The big data ecosystem has many components but the one that stands out is the data lake. This has changed through the last few years from mostly on-premises Hadoop clusters to low cost object stores (AWS S3, Azure Blob) in the cloud with different computing clusters interacting with this storage (separation of compute and storage).
A challenge that has plagued Hadoop and object stores is that they are immutable. This means objects (often referred to as files) cannot be modified. This becomes a challenge if some of the data inside the object needs to be changed. For example, an object that contains customer information that needs to be modified to reflect a recent address change. There was no common practice for handling these types of operations with companies struggling to create and maintain custom code to handle these scenarios. In addition, with the additional requirements of GDPR, companies need to implement erasure across all of their data stores, adhering to these requirements is a challenge when related to data lakes.
Databricks saw the need to not only provide ACID type transactions (update, delete and merge operations) on these immutable object stores, they also wanted to add performance optimization and object management. All this while maintaining read level consistency (meaning operations to this data will not affect the simultaneous reading of the same data – a feature databases have had for years) from multiple clusters.
For Databricks customers, the solution is Delta Lake
Delta Lake provides not only ACID transactions, it also adds optimization features such as converting small files into larger ones often created by streaming or frequent file ingest and also Z-Ordering which provides enhanced performance gains on some queries.
As more and more customers start to use Delta Lake within their data lakes, providing a high concurrency, interactive SQL engine such as Starburst Enterprise is top on our customer’s list.
Currently, Starburst supports the reading of Delta tables in two ways:
- Vacuum tables – If a table is “vacuumed” to retain 0 days, this places the Delta table in a “current” state which allows Starburst Enterprise to cleanly read the table. This is by far the most performant method to query Delta Lake tables.
- Manifest files – Databricks has the functionality to create a “manifest” file. (currently in private preview) This file lists the current data files that belong to a Delta table. Starburst Enterprise can read this file with no configuration changes. This is supported with the latest version of Starburst Enterprise.
Native Starburst Enterprise Delta Lake Reader
Starburst is currently working on a native Delta Lake reader. This won’t require a manifest file which can be cumbersome to create before Enterprise is able to read the data in a Delta Lake.
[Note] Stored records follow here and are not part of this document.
use serde::{Deserialize, Serialize};
use std::fmt;

/// Source location span.
///
/// All line/column values are 1-based for human-readable error messages.
/// The all-zero span means "location unknown" (e.g. a node tree built
/// programmatically rather than parsed from text).
#[derive(Debug, Clone, Copy, Default, PartialEq, Eq, Hash, Serialize, Deserialize)]
pub struct Span {
    pub start_line: u32,
    pub start_col: u32,
    pub end_line: u32,
    pub end_col: u32,
}

impl Span {
    /// Create a new span.
    pub fn new(start_line: u32, start_col: u32, end_line: u32, end_col: u32) -> Self {
        Self {
            start_line,
            start_col,
            end_line,
            end_col,
        }
    }

    /// Create a zero-width span at a single position.
    pub fn point(line: u32, col: u32) -> Self {
        Self::new(line, col, line, col)
    }

    /// True for the "location unknown" span.
    pub fn is_unknown(&self) -> bool {
        *self == Span::default()
    }

    /// Merge two spans into one that covers both.
    pub fn merge(self, other: Span) -> Span {
        let start_line = self.start_line.min(other.start_line);
        let start_col = if self.start_line < other.start_line {
            self.start_col
        } else if other.start_line < self.start_line {
            other.start_col
        } else {
            self.start_col.min(other.start_col)
        };

        let end_line = self.end_line.max(other.end_line);
        let end_col = if self.end_line > other.end_line {
            self.end_col
        } else if other.end_line > self.end_line {
            other.end_col
        } else {
            self.end_col.max(other.end_col)
        };

        Span::new(start_line, start_col, end_line, end_col)
    }
}

impl fmt::Display for Span {
    fn fmt(&self, f: &mut fmt::Formatter<'_>) -> fmt::Result {
        write!(f, "{}:{}", self.start_line, self.start_col)
    }
}

/// Holds the model source text for error reporting.
#[derive(Debug, Clone)]
pub struct SourceFile {
    pub name: String,
    pub source: String,
    /// Cached line start byte offsets for fast line lookup.
    line_starts: Vec<usize>,
}

impl SourceFile {
    /// Create a new source file.
    pub fn new(name: impl Into<String>, source: impl Into<String>) -> Self {
        let source = source.into();
        let line_starts = std::iter::once(0)
            .chain(source.match_indices('\n').map(|(i, _)| i + 1))
            .collect();
        Self {
            name: name.into(),
            source,
            line_starts,
        }
    }

    /// Extract a source line by 1-based line number.
    ///
    /// Returns `None` if the line number is out of range.
    pub fn line(&self, line_number: u32) -> Option<&str> {
        let idx = line_number.checked_sub(1)? as usize;
        if idx >= self.line_starts.len() {
            return None;
        }
        let start = self.line_starts[idx];
        let end = self
            .line_starts
            .get(idx + 1)
            .map(|&s| s.saturating_sub(1)) // strip the \n
            .unwrap_or(self.source.len());
        let line = &self.source[start..end];
        // Also strip trailing \r for CRLF
        Some(line.trim_end_matches('\r'))
    }

    /// Get the total number of lines.
    pub fn line_count(&self) -> usize {
        self.line_starts.len()
    }
}

#[cfg(test)]
mod tests {
    use super::*;

    #[test]
    fn test_span_point() {
        let s = Span::point(1, 5);
        assert_eq!(s.start_line, 1);
        assert_eq!(s.start_col, 5);
        assert_eq!(s.end_line, 1);
        assert_eq!(s.end_col, 5);
    }

    #[test]
    fn test_span_merge() {
        let a = Span::new(1, 5, 1, 10);
        let b = Span::new(2, 3, 2, 8);
        let merged = a.merge(b);
        assert_eq!(merged.start_line, 1);
        assert_eq!(merged.start_col, 5);
        assert_eq!(merged.end_line, 2);
        assert_eq!(merged.end_col, 8);
    }

    #[test]
    fn test_span_unknown() {
        assert!(Span::default().is_unknown());
        assert!(!Span::point(1, 1).is_unknown());
    }

    #[test]
    fn test_span_display() {
        let s = Span::new(3, 7, 3, 15);
        assert_eq!(format!("{s}"), "3:7");
    }

    #[test]
    fn test_source_file_line_extraction() {
        let src = SourceFile::new("test.weft", "line one\nline two\nline three");
        assert_eq!(src.line(1), Some("line one"));
        assert_eq!(src.line(2), Some("line two"));
        assert_eq!(src.line(3), Some("line three"));
        assert_eq!(src.line(0), None);
        assert_eq!(src.line(4), None);
    }

    #[test]
    fn test_source_file_crlf() {
        let src = SourceFile::new("test.weft", "line one\r\nline two\r\n");
        assert_eq!(src.line(1), Some("line one"));
        assert_eq!(src.line(2), Some("line two"));
    }

    #[test]
    fn test_source_file_line_count() {
        let src = SourceFile::new("test.weft", "a\nb\nc");
        assert_eq!(src.line_count(), 3);
    }
}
A native reader will be even more performant and will work seamlessly with Delta tables.
Stay tuned for further updates on this development!
The diagram below illustrates a common use case for Starburst Enterprise reading Delta files. Data sources are ingested into a “Delta Lake” and can be immediately read from Starburst Enterprise. This enables our customers to benefit from all of the features of Delta (performance optimizations, Z-Ordering, ACID transactions and transactional guarantees) as well as the performance and high concurrency of the Starburst Enterprise SQL engine.
The data lake has changed dramatically in the last few years. With more and more companies merging the lines between a data lake and a data warehouse, Delta Lake makes this become more of a reality for companies by bringing database functionality to the data lake.
Starburst is excited about the quick adoption in the industry around Delta Lake. We believe this will enable companies creating or migrating their data lakes to the cloud the ability to finally provide the value that they were promised years ago in the Hadoop excitement.